Бедняжка сестра и сама горько раскаивалась. Только теперь проснулась в ней страстная любовь к тому, кого она так долго отвергала. Когда он уехал, Лили, рыдая, бросилась мне в объятая.
— О, зачем я давно не сказала: «да!» Теперь я была бы его женой…
— И тем более чувствовала бы разлуку, моя дорогая!
Она покачала головой. Мне было понятно, о чем она думала; пожалуй, я даже яснее понимала ее чувства, чем сама Лили: больно расставаться с любимым человеком, не успев удовлетворить своей пылкой любви, которой, пожалуй, навсегда суждено остаться неудовлетворенной. Когда только что собираешься поднести к губам кубок наслаждений, и вдруг враждебная рука вырывает его, — может быть, с тем, чтобы разбить в дребезги, не дав тебе сделать из него ни глотка, — это действительно, должно быть вдвое мучительнее.
Отец мой, сестры и тетя Мари переехали в Грумиц. Я охотно уступила на этот раз настояниям родных и присоединилась к ним вместе со своим сыном. Пока Фридрих оставался в отлучке, домашний очаг казался мне потухшим, и я жестоко тосковала в одиночестве. Странное дело: я считала себя как будто уже овдовевшей, точно известие о начале войны было в то же время известием о смерти Фридриха. Иногда, среди моей мрачной печали, у меня мелькала светлая мысль: «Но видь он жив и может еще вернуться», однако тут же являлись ужасные представления: вот он корчится в невыносимых муках… изнемогает от боли в какой-нибудь канаве… Тяжелые повозки переезжают по его раздробленным членам… мошки и муравьи облепили зияющие раны… люди, занятые очисткой поля битвы, принимают его за мертвого и свозят живого, вместе с мертвецами, в общую могилу; здесь в сырой земле он приходит в себя и вдруг…
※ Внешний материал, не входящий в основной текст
//! Per-URI databases and their tables.
//!
//! Rows are kept as one Arrow batch per table whose last column is the
//! internal `_rowid`. Row ids are assigned in insertion order and never
//! reused within a table.

use std::collections::BTreeMap;
use std::sync::Arc;

use arrow::array::{ArrayRef, UInt64Array};
use arrow::compute::concat_batches;
use arrow::record_batch::RecordBatch;
use arrow_schema::{Schema, SchemaRef};
use vq_common::{ROW_ID_COLUMN, Result, VqError};
use vq_execution::IndexConfig;
use vq_execution::schema::row_id_field;

/// One stored table.
#[derive(Debug, Clone)]
pub struct StoredTable {
    /// User-visible schema.
    pub schema: SchemaRef,
    /// Rows plus a trailing `_rowid` column.
    pub data: RecordBatch,
    /// Next row id handed out.
    pub next_row_id: u64,
    /// Indices built on this table.
    pub indices: Vec<IndexConfig>,
}

impl StoredTable {
    /// Empty table with `schema`.
    pub fn new(schema: SchemaRef) -> Result<Self> {
        if schema.field_with_name(ROW_ID_COLUMN).is_ok() {
            return Err(VqError::InvalidInput(format!(
                "column name '{ROW_ID_COLUMN}' is reserved"
            )));
        }
        let storage = storage_schema(&schema);
        Ok(Self {
            schema,
            data: RecordBatch::new_empty(storage),
            next_row_id: 0,
            indices: Vec::new(),
        })
    }

    /// Number of stored rows.
    pub fn num_rows(&self) -> usize {
        self.data.num_rows()
    }

    /// Append `batch` (table schema, no `_rowid`); returns rows appended.
    pub fn append(&mut self, batch: &RecordBatch) -> Result<u64> {
        let stored = self.with_new_row_ids(batch)?;
        self.data = concat_batches(&self.data.schema(), [&self.data, &stored])?;
        Ok(stored.num_rows() as u64)
    }

    /// Replace all rows with `batch`.
    pub fn overwrite(&mut self, batch: &RecordBatch) -> Result<u64> {
        let stored = self.with_new_row_ids(batch)?;
        let rows = stored.num_rows() as u64;
        self.data = stored;
        Ok(rows)
    }

    /// Attach fresh row ids to a user batch, checking it against the table schema.
    pub fn with_new_row_ids(&mut self, batch: &RecordBatch) -> Result<RecordBatch> {
        check_compatible(&self.schema, &batch.schema())?;
        let rows = batch.num_rows() as u64;
        let ids: ArrayRef = Arc::new(UInt64Array::from_iter_values(
            self.next_row_id..self.next_row_id + rows,
        ));
        self.next_row_id += rows;
        let mut columns = batch.columns().to_vec();
        columns.push(ids);
        Ok(RecordBatch::try_new(self.data.schema(), columns)?)
    }

    /// Stored rows without the internal `_rowid` column.
    pub fn user_batch(&self) -> Result<RecordBatch> {
        let keep = (0..self.schema.fields().len()).collect::<Vec<_>>();
        Ok(self.data.project(&keep)?)
    }

    /// Index covering `column`, if any.
    pub fn index_on(&self, column: &str) -> Option<&IndexConfig> {
        self.indices
            .iter()
            .find(|idx| idx.columns.iter().any(|c| c == column))
    }
}

/// Table schema plus the internal `_rowid` column.
pub fn storage_schema(schema: &Schema) -> SchemaRef {
    let mut fields = schema
        .fields()
        .iter()
        .map(|f| f.as_ref().clone())
        .collect::<Vec<_>>();
    fields.push(row_id_field());
    Arc::new(Schema::new_with_metadata(fields, schema.metadata().clone()))
}

/// Incoming rows must carry the table's column names and types, in order.
pub fn check_compatible(table: &Schema, incoming: &Schema) -> Result<()> {
    let same = table.fields().len() == incoming.fields().len()
        && table
            .fields()
            .iter()
            .zip(incoming.fields().iter())
            .all(|(a, b)| a.name() == b.name() && a.data_type() == b.data_type());
    if same {
        Ok(())
    } else {
        Err(VqError::SchemaMismatch(format!(
            "expected columns [{}], got [{}]",
            describe(table),
            describe(incoming)
        )))
    }
}

fn describe(schema: &Schema) -> String {
    schema
        .fields()
        .iter()
        .map(|f| format!("{}: {}", f.name(), f.data_type()))
        .collect::<Vec<_>>()
        .join(", ")
}

/// Tables of one database URI.
#[derive(Debug, Default)]
pub struct Database {
    tables: BTreeMap<String, StoredTable>,
}

impl Database {
    /// Sorted table names.
    pub fn table_names(&self) -> Vec<String> {
        self.tables.keys().cloned().collect()
    }

    /// Whether `name` exists.
    pub fn contains(&self, name: &str) -> bool {
        self.tables.contains_key(name)
    }

    /// Insert or replace a table.
    pub fn put(&mut self, name: &str, table: StoredTable) {
        self.tables.insert(name.to_string(), table);
    }

    /// Look up a table.
    pub fn get(&self, name: &str) -> Result<&StoredTable> {
        self.tables
            .get(name)
            .ok_or_else(|| VqError::InvalidInput(format!("table '{name}' does not exist")))
    }

    /// Look up a table for writing.
    pub fn get_mut(&mut self, name: &str) -> Result<&mut StoredTable> {
        self.tables
            .get_mut(name)
            .ok_or_else(|| VqError::InvalidInput(format!("table '{name}' does not exist")))
    }

    /// Remove a table.
    pub fn remove(&mut self, name: &str) -> Result<StoredTable> {
        self.tables
            .remove(name)
            .ok_or_else(|| VqError::InvalidInput(format!("table '{name}' does not exist")))
    }
}

#[cfg(test)]
mod tests {
    use std::sync::Arc;

    use arrow::array::{AsArray, Int32Array};
    use arrow::datatypes::UInt64Type;
    use arrow::record_batch::RecordBatch;
    use arrow_schema::{DataType, Field, Schema};
    use vq_common::VqError;

    use super::StoredTable;

    fn schema() -> Arc<Schema> {
        Arc::new(Schema::new(vec![Field::new("id", DataType::Int32, false)]))
    }

    fn rows(values: Vec<i32>) -> RecordBatch {
        RecordBatch::try_new(schema(), vec![Arc::new(Int32Array::from(values))]).expect("batch")
    }

    #[test]
    fn row_ids_keep_increasing_across_appends_and_overwrites() {
        let mut table = StoredTable::new(schema()).expect("table");
        assert_eq!(table.append(&rows(vec![1, 2])).expect("append"), 2);
        assert_eq!(table.append(&rows(vec![3])).expect("append"), 1);
        assert_eq!(table.num_rows(), 3);
        table.overwrite(&rows(vec![9])).expect("overwrite");
        let ids = table.data.column(1).as_primitive::<UInt64Type>().values().to_vec();
        assert_eq!(ids, vec![3]);
        assert_eq!(table.user_batch().expect("user").num_columns(), 1);
    }

    #[test]
    fn incompatible_batches_are_rejected() {
        let mut table = StoredTable::new(schema()).expect("table");
        let other = Arc::new(Schema::new(vec![Field::new("id", DataType::Int64, false)]));
        let batch = RecordBatch::try_new(other, vec![Arc::new(arrow::array::Int64Array::from(vec![1]))])
            .expect("batch");
        assert!(matches!(table.append(&batch), Err(VqError::SchemaMismatch(_))));

        let reserved = Arc::new(Schema::new(vec![Field::new("_rowid", DataType::UInt64, false)]));
        assert!(StoredTable::new(reserved).is_err());
    }
}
Я громко вскрикивала от ужаса; до того ясно представлялась мне эта картина.
— Что с тобой опять, Марта? — накидывался на меня отец. — Ты, право, скоро сойдешь с ума, если станешь так задумываться и вскрикивать. Ты наверно сама возбуждаешь свое воображение, и тебе начинают мерещиться Бог весть какие глупости. Это, просто, грешно…
Действительно, я часто высказывала свои опасения, что страшно возмущало отца.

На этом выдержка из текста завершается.